Here’s how I had them ranked heading into the draft:

1. Receiver: Check. The Saints traded up to snag dynamic Oregon State receiver Brandin Cooks in Round 1. I obviously loved the pick, based on my previous recaps.

2. Cornerback: Check. They drafted a big, long-armed corner in Nebraska’s Stanley Jean-Baptiste in Round 2.

3. Center/guard: Nope. That’s the one spot the Saints missed out on. Coach Sean Payton said it wasn’t a deep class for centers, and the grades just never matched up. The Saints are high on Tim Lelito's potential, though, and there’s still a strong chance they’ll bring in veteran Jonathan Goodwin for competition.

4. Outside linebacker: Check. They drafted Florida’s Ronald Powell in Round 5. He's not purely a pass-rush specialist, but that’s one of his skills. And Payton said they envision him as a strong-side outside linebacker to start with (Parys Haralson's current job). Powell is a tremendous athlete who was rated as the No. 1 high school player in America by ESPNU four years ago before battling some inconsistency and a torn ACL in 2012. His upside is intriguing.

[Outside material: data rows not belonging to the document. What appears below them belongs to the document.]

use thiserror::Error;

use crate::types::Role;

/// Errors produced while carrying a conversation with the Gemini API
#[derive(Error, Debug)]
pub enum ChatError {
    /// The endpoint answered with a non-success status. Carries a pretty-printed
    /// copy of the request body that was attempted.
    #[error("Request rejected: {status} : {reason}")]
    RequestRejected {
        status: u16,
        reason: String,
        request_snapshot: String,
    },

    #[error("Malformed response: {0}")]
    MalformedResponse(String),

    #[error("Turn order violated: expected a {expected} turn, found {found}")]
    TurnOrder { expected: Role, found: Role },

    #[error("Configuration Error: {0}")]
    Config(String),

    #[error("Transport Error: {0}")]
    Transport(String),

    #[error(transparent)]
    Serialization(#[from] serde_json::Error),
}

impl ChatError {
    /// HTTP status carried by a rejected request, if any
    pub fn status(&self) -> Option<u16> {
        match self {
            Self::RequestRejected { status, .. } => Some(*status),
            _ => None,
        }
    }
}

/// Result type for conversation operations
pub type ChatResult<T> = Result<T, ChatError>;
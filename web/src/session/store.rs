use std::fmt::{self, Debug};
use std::sync::Arc;

use async_trait::async_trait;
use chrono::{DateTime, Duration, Utc};
use thiserror::Error;
use tokio::sync::Mutex;

use crate::backing::ConversationBackingState;

/// Error type for session store operations
#[derive(Error, Debug)]
pub enum SessionStoreError {
    #[error("Session not found: {0}")]
    NotFound(String),

    #[error("Storage error: {0}")]
    StorageError(String),
}

/// One conversation's session.
///
/// Cloning shares the same conversation state; the async mutex serializes
/// turns on it while other sessions proceed independently.
#[derive(Clone)]
pub struct Session {
    /// Unique session identifier
    pub id: String,
    pub created_at: DateTime<Utc>,
    /// Last time the session was accessed
    pub updated_at: DateTime<Utc>,
    pub expires_at: Option<DateTime<Utc>>,
    pub chat: Arc<Mutex<ConversationBackingState>>,
}

impl Session {
    pub fn new(id: String, chat: ConversationBackingState) -> Self {
        let now = Utc::now();
        Self {
            id,
            created_at: now,
            updated_at: now,
            expires_at: None,
            chat: Arc::new(Mutex::new(chat)),
        }
    }

    /// Check if the session has expired
    pub fn is_expired(&self) -> bool {
        self.is_expired_at(Utc::now())
    }

    pub fn is_expired_at(&self, now: DateTime<Utc>) -> bool {
        matches!(self.expires_at, Some(expires_at) if now > expires_at)
    }

    /// Marks the session as used now and pushes its expiry `ttl` into the future
    pub fn touch(&mut self, ttl: Duration) {
        let now = Utc::now();
        self.updated_at = now;
        self.expires_at = Some(now + ttl);
    }
}

impl Debug for Session {
    fn fmt(&self, f: &mut fmt::Formatter<'_>) -> fmt::Result {
        f.debug_struct("Session")
            .field("id", &self.id)
            .field("created_at", &self.created_at)
            .field("updated_at", &self.updated_at)
            .field("expires_at", &self.expires_at)
            .finish_non_exhaustive()
    }
}

/// Trait defining the interface for session stores
#[async_trait]
pub trait SessionStore: Send + Sync + Debug {
    /// Register a new session around the given conversation state
    async fn create_session(
        &self,
        id: String,
        chat: ConversationBackingState,
    ) -> Result<Session, SessionStoreError>;

    /// Get a live session by ID
    async fn get_session(&self, id: &str) -> Result<Session, SessionStoreError>;

    /// Save changes to a session's metadata
    async fn save_session(&self, session: Session) -> Result<(), SessionStoreError>;

    async fn delete_session(&self, id: &str) -> Result<(), SessionStoreError>;

    /// Delete expired sessions, returning how many were removed
    async fn cleanup_expired_sessions(&self) -> Result<usize, SessionStoreError>;

    /// List all active (non-expired) sessions
    async fn list_sessions(&self) -> Result<Vec<Session>, SessionStoreError>;
}

/// Type alias for Arc-wrapped SessionStore trait objects
pub type SessionStoreRef = Arc<dyn SessionStore>;
use std::net::SocketAddr;
use std::sync::Arc;
use std::time::Duration as StdDuration;

use axum::{
    extract::{Path, State},
    http::StatusCode,
    response::{IntoResponse, Response},
    routing::{get, post, put},
    Json, Router,
};
use chrono::{DateTime, Utc};
use gemini_chat_core::{ChatError, LlmTransport};
use serde::{Deserialize, Serialize};
use tower_http::cors::{Any, CorsLayer};
use tracing::{error, info, warn};
use uuid::Uuid;

use crate::backing::{ChatView, ConversationBackingState, UiError};
use crate::config::AppConfig;
use crate::roles::{self, RolePreset};
use crate::session::{Session, SessionStoreError, SessionStoreRef};

/// Application state shared with all routes
#[derive(Clone)]
pub struct AppState {
    config: Arc<AppConfig>,
    sessions: SessionStoreRef,
    transport: Arc<dyn LlmTransport>,
}

impl AppState {
    pub fn new(
        config: AppConfig,
        sessions: SessionStoreRef,
        transport: Arc<dyn LlmTransport>,
    ) -> Self {
        Self {
            config: Arc::new(config),
            sessions,
            transport,
        }
    }

    /// Fetches a live session and extends its lifetime
    async fn session(&self, id: &str) -> Result<Session, ApiError> {
        let mut session = self.sessions.get_session(id).await?;
        session.touch(self.config.session_ttl());
        self.sessions.save_session(session.clone()).await?;
        Ok(session)
    }
}

/// Either free role text or the label of a predefined role
#[derive(Deserialize)]
pub struct RoleRequest {
    #[serde(default)]
    role: Option<String>,
    #[serde(default)]
    preset: Option<String>,
}

impl RoleRequest {
    fn resolve(self) -> Result<String, ApiError> {
        match (self.preset, self.role) {
            (Some(label), _) => roles::find(&label)
                .map(|preset| preset.role.to_string())
                .ok_or_else(|| ApiError::BadRequest(format!("Unknown role preset: {}", label))),
            (None, Some(role)) => Ok(role),
            (None, None) => Err(ApiError::BadRequest(
                "Either role or preset is required".to_string(),
            )),
        }
    }
}

#[derive(Deserialize)]
pub struct TurnRequest {
    question: String,
}

#[derive(Serialize)]
pub struct SessionResponse {
    id: String,
    chat: ChatView,
}

#[derive(Serialize)]
pub struct SessionSummary {
    id: String,
    created_at: DateTime<Utc>,
    updated_at: DateTime<Utc>,
    #[serde(skip_serializing_if = "Option::is_none")]
    expires_at: Option<DateTime<Utc>>,
    turns: usize,
}

#[derive(Serialize)]
pub struct TurnResponse {
    reply: String,
    chat: ChatView,
}

#[derive(Serialize)]
pub struct ErrorResponse {
    error: String,
    #[serde(skip_serializing_if = "Option::is_none")]
    upstream_status: Option<u16>,
    #[serde(skip_serializing_if = "Option::is_none")]
    upstream_reason: Option<String>,
    #[serde(skip_serializing_if = "Option::is_none")]
    request_json: Option<String>,
}

/// Error type for HTTP server
#[derive(Debug)]
pub enum ApiError {
    NotFound(String),
    BadRequest(String),
    Conflict(String),
    /// The model endpoint refused the request
    Rejected {
        status: u16,
        reason: String,
        request_json: String,
    },
    BadGateway(String),
    InternalError(anyhow::Error),
}

impl From<SessionStoreError> for ApiError {
    fn from(e: SessionStoreError) -> Self {
        match e {
            SessionStoreError::NotFound(_) => Self::NotFound(e.to_string()),
            SessionStoreError::StorageError(_) => Self::InternalError(e.into()),
        }
    }
}

impl From<UiError> for ApiError {
    fn from(e: UiError) -> Self {
        match e {
            UiError::EmptyQuestion => Self::BadRequest(e.to_string()),
            UiError::RoleLocked => Self::Conflict(e.to_string()),
            UiError::Chat(ChatError::RequestRejected {
                status,
                reason,
                request_snapshot,
            }) => Self::Rejected {
                status,
                reason,
                request_json: request_snapshot,
            },
            UiError::Chat(
                chat @ (ChatError::MalformedResponse(_) | ChatError::Transport(_)),
            ) => Self::BadGateway(UiError::Chat(chat).to_string()),
            UiError::Chat(chat) => Self::InternalError(chat.into()),
        }
    }
}

impl IntoResponse for ApiError {
    fn into_response(self) -> Response {
        let plain = |status: StatusCode, error: String| {
            let body = ErrorResponse {
                error,
                upstream_status: None,
                upstream_reason: None,
                request_json: None,
            };
            (status, Json(body)).into_response()
        };

        match self {
            Self::NotFound(msg) => plain(StatusCode::NOT_FOUND, msg),
            Self::BadRequest(msg) => plain(StatusCode::BAD_REQUEST, msg),
            Self::Conflict(msg) => plain(StatusCode::CONFLICT, msg),
            Self::Rejected {
                status,
                reason,
                request_json,
            } => {
                let body = ErrorResponse {
                    error: format!(
                        "Problem communicating with the LLM API: {} : {}",
                        status, reason
                    ),
                    upstream_status: Some(status),
                    upstream_reason: Some(reason),
                    request_json: Some(request_json),
                };
                (StatusCode::BAD_GATEWAY, Json(body)).into_response()
            }
            Self::BadGateway(msg) => plain(StatusCode::BAD_GATEWAY, msg),
            Self::InternalError(e) => {
                error!(error = %e, "Internal server error");
                plain(
                    StatusCode::INTERNAL_SERVER_ERROR,
                    format!("Internal server error: {}", e),
                )
            }
        }
    }
}

/// Builds the router with all chat routes
pub fn router(state: AppState) -> Router {
    let cors = CorsLayer::new()
        .allow_origin(Any)
        .allow_methods(Any)
        .allow_headers(Any);

    Router::new()
        .route("/", get(health))
        .route("/roles", get(list_roles))
        .route("/sessions", get(list_sessions).post(create_session))
        .route("/sessions/:id", get(get_session).delete(delete_session))
        .route("/sessions/:id/role", put(set_role))
        .route("/sessions/:id/turns", post(submit_turn))
        .route("/sessions/:id/debug", post(toggle_debug))
        .layer(cors)
        .with_state(state)
}

/// Start the HTTP server, along with the expired-session sweeper
pub async fn run_server(state: AppState, addr: SocketAddr) -> anyhow::Result<()> {
    info!("Starting HTTP server on {}", addr);

    let sweeper_store = state.sessions.clone();
    let interval = StdDuration::from_secs(state.config.cleanup_interval_secs.max(1));
    tokio::spawn(async move {
        let mut ticker = tokio::time::interval(interval);
        loop {
            ticker.tick().await;
            if let Err(e) = sweeper_store.cleanup_expired_sessions().await {
                warn!(error = %e, "Failed to clean up expired sessions");
            }
        }
    });

    axum::Server::bind(&addr)
        .serve(router(state).into_make_service())
        .await
        .map_err(|e| anyhow::anyhow!("Failed to start HTTP server: {}", e))
}

/// Health check handler
async fn health() -> impl IntoResponse {
    "gemini-chat is running"
}

async fn list_roles() -> Json<&'static [RolePreset]> {
    Json(roles::presets())
}

/// Starts a new chat
async fn create_session(
    State(state): State<AppState>,
) -> Result<(StatusCode, Json<SessionResponse>), ApiError> {
    let chat = ConversationBackingState::new(
        state.transport.clone(),
        state.config.gemini.default_system_role(),
    );
    let chat_view = chat.view();

    let mut session = state
        .sessions
        .create_session(Uuid::new_v4().to_string(), chat)
        .await?;
    session.touch(state.config.session_ttl());
    state.sessions.save_session(session.clone()).await?;

    info!(session_id = %session.id, "New chat started");
    Ok((
        StatusCode::CREATED,
        Json(SessionResponse {
            id: session.id,
            chat: chat_view,
        }),
    ))
}

/// Lists live chats, oldest first
async fn list_sessions(
    State(state): State<AppState>,
) -> Result<Json<Vec<SessionSummary>>, ApiError> {
    let mut summaries = Vec::new();
    for session in state.sessions.list_sessions().await? {
        let turns = session.chat.lock().await.view().turns;
        summaries.push(SessionSummary {
            id: session.id,
            created_at: session.created_at,
            updated_at: session.updated_at,
            expires_at: session.expires_at,
            turns,
        });
    }
    summaries.sort_by(|a, b| a.created_at.cmp(&b.created_at).then_with(|| a.id.cmp(&b.id)));
    Ok(Json(summaries))
}

async fn get_session(
    State(state): State<AppState>,
    Path(id): Path<String>,
) -> Result<Json<SessionResponse>, ApiError> {
    let session = state.session(&id).await?;
    let chat = session.chat.lock().await.view();
    Ok(Json(SessionResponse { id, chat }))
}

/// Ends a chat; the client starts over with a new session
async fn delete_session(
    State(state): State<AppState>,
    Path(id): Path<String>,
) -> Result<StatusCode, ApiError> {
    state.sessions.delete_session(&id).await?;
    info!(session_id = %id, "Chat discarded");
    Ok(StatusCode::NO_CONTENT)
}

async fn set_role(
    State(state): State<AppState>,
    Path(id): Path<String>,
    Json(payload): Json<RoleRequest>,
) -> Result<Json<ChatView>, ApiError> {
    let role = payload.resolve()?;
    let session = state.session(&id).await?;
    let mut chat = session.chat.lock().await;
    chat.set_system_role(role)?;
    Ok(Json(chat.view()))
}

/// Handler for question submissions
async fn submit_turn(
    State(state): State<AppState>,
    Path(id): Path<String>,
    Json(payload): Json<TurnRequest>,
) -> Result<Json<TurnResponse>, ApiError> {
    let session = state.session(&id).await?;
    // Held across the model call: turns on one conversation run one at a time.
    let mut chat = session.chat.lock().await;
    let result = chat.submit(&payload.question).await?;
    Ok(Json(TurnResponse {
        reply: result.reply().to_string(),
        chat: chat.view(),
    }))
}

async fn toggle_debug(
    State(state): State<AppState>,
    Path(id): Path<String>,
) -> Result<Json<ChatView>, ApiError> {
    let session = state.session(&id).await?;
    let mut chat = session.chat.lock().await;
    chat.toggle_debug();
    Ok(Json(chat.view()))
}
use std::net::SocketAddr;
use std::path::PathBuf;
use std::sync::Arc;

use anyhow::{Context, Result};
use clap::Parser;
use gemini_chat_core::{EnvKeySource, GeminiClient, API_KEY_ENV_VAR};
use gemini_chat_web::config::AppConfig;
use gemini_chat_web::http_server::{self, AppState};
use gemini_chat_web::session::InMemorySessionStore;
use tracing::{error, info};
use tracing_subscriber::{fmt, prelude::*, EnvFilter};

#[derive(Parser, Debug)]
#[command(name = "gemini-chat-web", about = "Multi-turn Gemini chat server")]
struct Args {
    /// Path to config file
    #[arg(short, long)]
    config: Option<PathBuf>,

    /// Gemini API key (defaults to the GEMINI_API_KEY environment variable)
    #[arg(short = 'k', long)]
    api_key: Option<String>,

    /// Gemini model to use
    #[arg(short = 'm', long)]
    model: Option<String>,

    /// Base URL of the Gemini API
    #[arg(long)]
    base_url: Option<String>,

    /// Default system role for new chats
    #[arg(short, long)]
    system_prompt: Option<String>,

    /// HTTP server address
    #[arg(long)]
    http_addr: Option<SocketAddr>,

    /// Seconds of inactivity before a chat is discarded
    #[arg(long)]
    session_ttl: Option<u64>,

    /// Log level (trace, debug, info, warn, error)
    #[arg(long, env = "GEMINI_CHAT_LOG_LEVEL", default_value = "info")]
    log_level: String,
}

#[tokio::main]
async fn main() -> Result<()> {
    let args = Args::parse();

    tracing_subscriber::registry()
        .with(fmt::layer())
        .with(EnvFilter::try_from_default_env().unwrap_or_else(|_| EnvFilter::new(&args.log_level)))
        .init();

    info!("Starting gemini-chat web server");

    let mut config = match &args.config {
        Some(path) => AppConfig::load_from_file(path)
            .with_context(|| format!("Configuration error in {}", path.display()))?,
        None => AppConfig::load_from_default().context("Configuration error")?,
    };

    if let Some(api_key) = args.api_key {
        config.gemini.api_key = Some(api_key);
    }
    if let Some(model) = args.model {
        config.gemini.model_name = Some(model);
    }
    if let Some(base_url) = args.base_url {
        config.gemini.base_url = Some(base_url);
    }
    if let Some(system_prompt) = args.system_prompt {
        config.gemini.system_prompt = Some(system_prompt);
    }
    if let Some(http_addr) = args.http_addr {
        config.http_addr = http_addr;
    }
    if let Some(ttl) = args.session_ttl {
        config.session_ttl_secs = ttl;
    }

    let client = match GeminiClient::new(&config.gemini, &EnvKeySource::default()) {
        Ok(client) => {
            info!(endpoint = %client.endpoint(), "Initialized Gemini client");
            client
        }
        Err(e) => {
            error!(error = %e, "Failed to initialize Gemini client (is {} set?)", API_KEY_ENV_VAR);
            return Err(anyhow::anyhow!("Failed to initialize Gemini client: {}", e));
        }
    };

    let addr = config.http_addr;
    let state = AppState::new(config, Arc::new(InMemorySessionStore::new()), Arc::new(client));

    if let Err(e) = http_server::run_server(state, addr).await {
        error!(error = %e, "HTTP server failed");
        return Err(e);
    }

    info!("gemini-chat web server shutting down");
    Ok(())
}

5. Inside linebacker: Check. Cal’s Khairi Fortt in Round 4. Payton said the Saints envision him as a weakside inside linebacker (David Hawthorne’s current role). He’s another guy who is still more potential than production after missing the 2012 season because of knee surgery (not an ACL, and not expected to be a lingering issue). But he's another impressive athlete who can help on defense and special teams.

6. Offensive tackle: Check. Kansas State right tackle Tavon Rooks (Round 6) wasn’t high among scouting analysts heading into the draft. But the Saints liked what they saw from his athleticism and his potential to grow into his frame. He'll be battling backups such as Bryce Harris and Marcel Jones for a roster spot.

BONUS: I didn’t rank special teams coverage as an individual category. But the Saints got a nice boost in that area with all four of their defensive draft picks -- especially Alabama safety Vinnie Sunseri in the fifth round. Sunseri is a strong-safety type who could also potentially see the field in a role similar to former Saints/Alabama safety Roman Harper as a blitzer and in run support.